AFFORDABILITY AND DEMAND

Lewis also said a major concern with the House bill is a reduction in government subsidies. About three-quarters of CHO’s individual members receive a subsidy to help pay their premiums on the insurance. About 75 percent of CHO’s 43,000 policyholders are individually insured, while the rest are group insured.

If those individual policyholders drop their coverage, it could result in a return to the “death spiral that the individual market was in” before the ACA was adopted, Lewis said.

Nationally, the market for individual health care policies has tripled since 2013, Lewis said, which is viewed as “a measure of success” of the health care law.

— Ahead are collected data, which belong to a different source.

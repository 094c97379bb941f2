//! Publication registrar: creates a publication together with its authors.
//!
//! Validation and every write share one immediate transaction. Nothing is
//! written until the author list has been checked, and any failure after
//! that (a guard rejection, a repeated author) rolls the publication row
//! back with its links.

use std::collections::HashSet;

use rusqlite::{Connection, TransactionBehavior};

use crate::error::{FacultyError, Result};
use crate::event::FacultyEvent;
use crate::guard::IntegrityGuard;
use crate::model::{AuthorshipLink, NewPublication, PersonId, PublicationId};
use crate::store::FacultyStore;

impl FacultyStore {
    /// Register a publication and link each of `author_ids` to it, in order.
    ///
    /// Fails with [`FacultyError::EmptyAuthorList`] for an empty list and with
    /// [`FacultyError::UnknownAuthor`] naming every id that is not a known
    /// person; in both cases the store is untouched.
    pub fn add_publication(
        &self,
        draft: &NewPublication,
        author_ids: &[PersonId],
    ) -> Result<PublicationId> {
        let mut conn = self.lock()?;
        let tx = conn.transaction_with_behavior(TransactionBehavior::Immediate)?;

        let publication_id = match register(&tx, draft, author_ids) {
            Ok(id) => id,
            Err(e) => {
                tracing::warn!("Publication {:?} rejected: {}", draft.name, e);
                return Err(e);
            }
        };
        tx.commit()?;
        drop(conn);

        tracing::info!(
            "Registered publication {} ({:?}) with {} author(s)",
            publication_id,
            draft.name,
            author_ids.len()
        );
        self.emit(FacultyEvent::PublicationRegistered {
            publication: draft.with_id(publication_id),
            authors: author_ids.to_vec(),
        });
        Ok(publication_id)
    }
}

fn register(
    conn: &Connection,
    draft: &NewPublication,
    author_ids: &[PersonId],
) -> Result<PublicationId> {
    validate_authors(conn, author_ids)?;

    let publication_id = FacultyStore::insert_publication(conn, draft)?;
    for &person_id in author_ids {
        FacultyStore::insert_link(conn, AuthorshipLink::new(person_id, publication_id))?;
        tracing::debug!("Linked author {} to publication {}", person_id, publication_id);
    }
    Ok(publication_id)
}

fn validate_authors(conn: &Connection, author_ids: &[PersonId]) -> Result<()> {
    if author_ids.is_empty() {
        return Err(FacultyError::EmptyAuthorList);
    }

    let missing = missing_authors(conn, author_ids)?;
    if !missing.is_empty() {
        return Err(FacultyError::UnknownAuthor(missing));
    }
    Ok(())
}

/// Ids from `author_ids` with no matching person, deduplicated, in
/// first-occurrence order.
fn missing_authors(conn: &Connection, author_ids: &[PersonId]) -> Result<Vec<PersonId>> {
    let mut seen = HashSet::with_capacity(author_ids.len());
    let mut missing = Vec::new();
    for &id in author_ids {
        if seen.insert(id) && !IntegrityGuard::person_exists(conn, id)? {
            missing.push(id);
        }
    }
    Ok(missing)
}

Lewis said the prospect of canceled policies is also worrisome because larger markets help insurers spread the financial risk and are more stable. But if premiums become unaffordable because of the reduction or loss of subsidies, some of the healthier insured people might drop their coverage, he said, leaving a smaller pool of less healthy – and therefore more expensive – cooperative members to share the costs.

“If it impacts the market, it’s going to impact us,” Lewis said, although he declined to predict what the financial cost might be for CHO because he hasn’t had time to carefully analyze the details of the bill yet.

Lewis said CHO was in contact with Maine’s congressional representatives to express concerns about the House plan, and will do the same with its U.S. senators as that body takes up the proposal.